Ken Unsworth saltó a la fama como escultor en la década de 1970, cuando combinó la performance o el arte corporal con formas esculturales altamente conceptuales.

Algunas de estas representaciones, en particular “Five secular settings for sculpture as ritual”, involucraron el uso de su propio cuerpo como una especie de escultura minimalista.

En una, colocó un águila extendida en la pared, sostenida por un poste entre sus omóplatos en una recreación visual de la pieza principal de Richard Serra que ahora se encuentra en la colección de la Galería Nacional de Australia en Canberra.

El arte de Unsworth es a menudo efímero, sobreviviendo solo en la memoria de aquellos que una vez lo vieron o en los rumores de ese recuerdo, o en ocasiones como fotografías o videos antiguos. Al igual que Joseph Beuys, cuyo trabajo Unsworth admira apasionadamente, su arte está lleno de aparentes contradicciones.

Rehace las grandes sagas de la vida y la muerte mientras agita el báculo de un bufón y, sin embargo, ha creado esculturas monumentales extraordinarias y perdurables. Es admirado por los formalistas por su escultura y por la rigurosa lógica de las piedras apuntaladas o suspendidas, mientras que otros responden al expresionismo de las pinturas y la teatralidad simbolista de sus instalaciones cinéticas.

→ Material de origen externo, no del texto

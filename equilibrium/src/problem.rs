//! The owned `(A, G, x0)` bundle the solver operates on.
//!
//! Bundling these three into one validated type, rather than passing three loose arguments into
//! `solve`, mirrors bundling an operator and its data behind a single `SolverProblem`/
//! `OdeSolverProblem` value before handing it to a solver.

use nalgebra::{DMatrix, DVector};

use crate::error::SolveError;
use crate::linalg::transpose_int;

/// Stoichiometry, free energies, and target monomer fractions for one equilibrium system.
#[derive(Debug, Clone, PartialEq)]
pub struct EquilibriumProblem {
    /// `numSS x numTotal`: `a[(i, j)]` is the count of monomer `i` in complex `j`.
    a: DMatrix<i64>,
    /// Transpose of `a`, cached once.
    at: DMatrix<i64>,
    /// Length `numTotal`, free energy of complex `j` in units of kT.
    g: DVector<f64>,
    /// Length `numSS`, target mole fraction of monomer `i`.
    x0: DVector<f64>,
}

impl EquilibriumProblem {
    /// Validates and bundles the problem data.
    ///
    /// Checks the shape agreement between `a`, `g`, and `x0`, that every `x0[i]` is strictly
    /// positive, and the coverage invariant from `SPEC_FULL.md` §3: every monomer must appear
    /// (with nonzero count) in at least one complex. None of this is part of the trust-region
    /// algorithm itself; it is the boundary validation a Rust entry point performs on
    /// caller-constructed matrices that the reference C implementation's fixed-up-front
    /// allocation never had to re-check.
    pub fn new(a: DMatrix<i64>, g: DVector<f64>, x0: DVector<f64>) -> Result<Self, SolveError> {
        let num_ss = x0.len();
        let num_total = g.len();

        if a.nrows() != num_ss || a.ncols() != num_total {
            return Err(SolveError::DimensionMismatch(format!(
                "A is {}x{} but x0 has length {} and G has length {}",
                a.nrows(),
                a.ncols(),
                num_ss,
                num_total
            )));
        }
        if num_ss == 0 || num_total == 0 {
            return Err(SolveError::DimensionMismatch(
                "numSS and numTotal must both be positive".to_string(),
            ));
        }
        for i in 0..num_ss {
            if x0[i] <= 0.0 {
                return Err(SolveError::DimensionMismatch(format!(
                    "x0[{i}] must be strictly positive, got {}",
                    x0[i]
                )));
            }
        }
        for j in 0..num_total {
            if a.column(j).iter().all(|&count| count == 0) {
                return Err(SolveError::DimensionMismatch(format!(
                    "complex {j} has an all-zero column in A"
                )));
            }
        }
        for i in 0..num_ss {
            if a.row(i).iter().all(|&count| count == 0) {
                return Err(SolveError::DimensionMismatch(format!(
                    "monomer {i} does not appear in any complex"
                )));
            }
        }

        let at = transpose_int(&a);
        Ok(Self { a, at, g, x0 })
    }

    pub fn num_ss(&self) -> usize {
        self.x0.len()
    }

    pub fn num_total(&self) -> usize {
        self.g.len()
    }

    pub fn a(&self) -> &DMatrix<i64> {
        &self.a
    }

    pub fn at(&self) -> &DMatrix<i64> {
        &self.at
    }

    pub fn g(&self) -> &DVector<f64> {
        &self.g
    }

    pub fn x0(&self) -> &DVector<f64> {
        &self.x0
    }

    /// `true` if monomer `i` appears in exactly one complex (itself, size 1).
    ///
    /// The equilibrium fraction of such a monomer is analytically known and is pinned exactly
    /// by the initial-guess generator (C6) rather than solved for.
    pub fn is_inert(&self, i: usize) -> bool {
        self.a.row(i).iter().filter(|&&count| count != 0).count() == 1
    }

    /// The unique complex index `j` such that `A[i][j] != 0`, for an inert monomer `i`.
    ///
    /// Panics if `i` is not inert; callers must check [`Self::is_inert`] first.
    pub fn inert_complex(&self, i: usize) -> usize {
        self.a
            .row(i)
            .iter()
            .position(|&count| count != 0)
            .expect("inert_complex called on a non-inert monomer")
    }
}

#[cfg(test)]
mod tests {
    use super::*;

    fn problem(a: &[i64], g: &[f64], x0: &[f64], num_ss: usize, num_total: usize) -> Result<EquilibriumProblem, SolveError> {
        EquilibriumProblem::new(
            DMatrix::from_row_slice(num_ss, num_total, a),
            DVector::from_row_slice(g),
            DVector::from_row_slice(x0),
        )
    }

    #[test]
    fn accepts_well_formed_problem() {
        let p = problem(&[1, 0, 1, 0, 1, 1], &[0.0, 0.0, -8.0], &[1e-5, 1e-5], 2, 3).unwrap();
        assert_eq!(p.num_ss(), 2);
        assert_eq!(p.num_total(), 3);
        assert!(!p.is_inert(0));
    }

    #[test]
    fn rejects_dimension_mismatch() {
        let a = DMatrix::from_row_slice(2, 3, &[1, 0, 1, 0, 1, 1]);
        let g = DVector::from_row_slice(&[0.0, 0.0]); // wrong length
        let x0 = DVector::from_row_slice(&[1e-5, 1e-5]);
        assert!(EquilibriumProblem::new(a, g, x0).is_err());
    }

    #[test]
    fn rejects_monomer_absent_from_every_complex() {
        // monomer 1 never appears
        let a = DMatrix::from_row_slice(2, 2, &[1, 1, 0, 0]);
        let g = DVector::from_row_slice(&[0.0, 0.0]);
        let x0 = DVector::from_row_slice(&[1e-5, 1e-5]);
        assert!(EquilibriumProblem::new(a, g, x0).is_err());
    }

    #[test]
    fn rejects_nonpositive_x0() {
        let a = DMatrix::from_row_slice(1, 1, &[1]);
        let g = DVector::from_row_slice(&[0.0]);
        let x0 = DVector::from_row_slice(&[0.0]);
        assert!(EquilibriumProblem::new(a, g, x0).is_err());
    }

    #[test]
    fn detects_inert_monomer() {
        let p = problem(&[1, 0, 0, 0, 1, 2], &[0.0, 0.0, -5.0], &[3e-6, 1e-5], 2, 3).unwrap();
        assert!(p.is_inert(0));
        assert_eq!(p.inert_complex(0), 0);
        assert!(!p.is_inert(1));
    }
}
//! The parameter map: dual variables lambda to primal mole fractions x.

use nalgebra::DVector;

use crate::error::SolveError;
use crate::problem::EquilibriumProblem;
use crate::MAXLOGX;

/// Computes `x[j] = exp(-G[j] + <lambda, AT[j]>)` for every complex `j`.
///
/// Returns [`SolveError::Overflow`] the first time `logx_j` would exceed [`MAXLOGX`], i.e. the
/// first complex whose mole fraction would not be finite. Has no side effects on `lambda` or
/// the problem's free energies.
pub fn get_x(problem: &EquilibriumProblem, lambda: &DVector<f64>) -> Result<DVector<f64>, SolveError> {
    let num_total = problem.num_total();
    let mut x = DVector::zeros(num_total);
    for j in 0..num_total {
        let at_row: f64 = problem
            .at()
            .row(j)
            .iter()
            .zip(lambda.iter())
            .map(|(&a_ij, &lam_i)| a_ij as f64 * lam_i)
            .sum();
        let logx = -problem.g()[j] + at_row;
        if logx > MAXLOGX {
            return Err(SolveError::Overflow { j });
        }
        x[j] = logx.exp();
    }
    Ok(x)
}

En muchas de sus primeras piezas de arte corporal, Unsworth mantuvo su cuerpo en suspensión como si levitara entre la conciencia y la inconsciencia, entre el mundo material y lo inmaterial. La figura parece atrapada, inmovilizada o atada. Estas obras no son solo acerca del equilibrio, el equilibrio y las relaciones formales; también son experiencias violentas y claustrofóbicas y muchas de sus esculturas continúan este tema. «Suspended stone circle II” es uno de sus trabajos de levitación con 103 piedras de río, cada una con un peso de alrededor de 15 kilogramos sujetas por tres alambres atados a tres anillos asegurados a la estructura del techo. Las piedras forman un disco suspendido, con cada uno sostenido como en un campo de fuerza. Las piedras se cuelgan de modo que su centro de gravedad caiga exactamente en el eje central del disco y cada piedra sea equidistante de sus vecinos. Los tres conjuntos de alambres crean tres conos, lo que sugiere el campo de fuerza que literalmente constituyen.

‘Rapture’ 1994 (colección AGNSW) también se relaciona oblicuamente con la levitación en el sentido de que implica una escalera hacia el cielo y, por lo tanto, sugiere el sueño de trascender el mundo material. Se puede pensar que el piano de cola que forma la escalera tiene el potencial de llevarnos a un momento trascendental por la belleza de su música, pero por desgracia está lleno de paja con ratones corriendo por él. Este piano nunca volverá a encantar con su sonido.

La popularidad de las esculturas de Unsworth con un público más amplio puede atribuirse a la riqueza de los efectos estéticos y a la experiencia de presenciar un desarrollo del psicodrama. La belleza y el delirio se desvanecen en la melancolía y vuelven a la risa. Unsworth puede hacerte llorar y reír al mismo tiempo. Él ha vivido y sufrido tanto como la mayoría de nosotros, de modo que su arte puede reflejar nuestros propios miedos, alegrías y secretos más profundos. El arte rara vez ofrece magia, pero Unsworth casi siempre lo hace. Y tal como sucedió con Beuys, la risa de Ken Unsworth es contagiosa.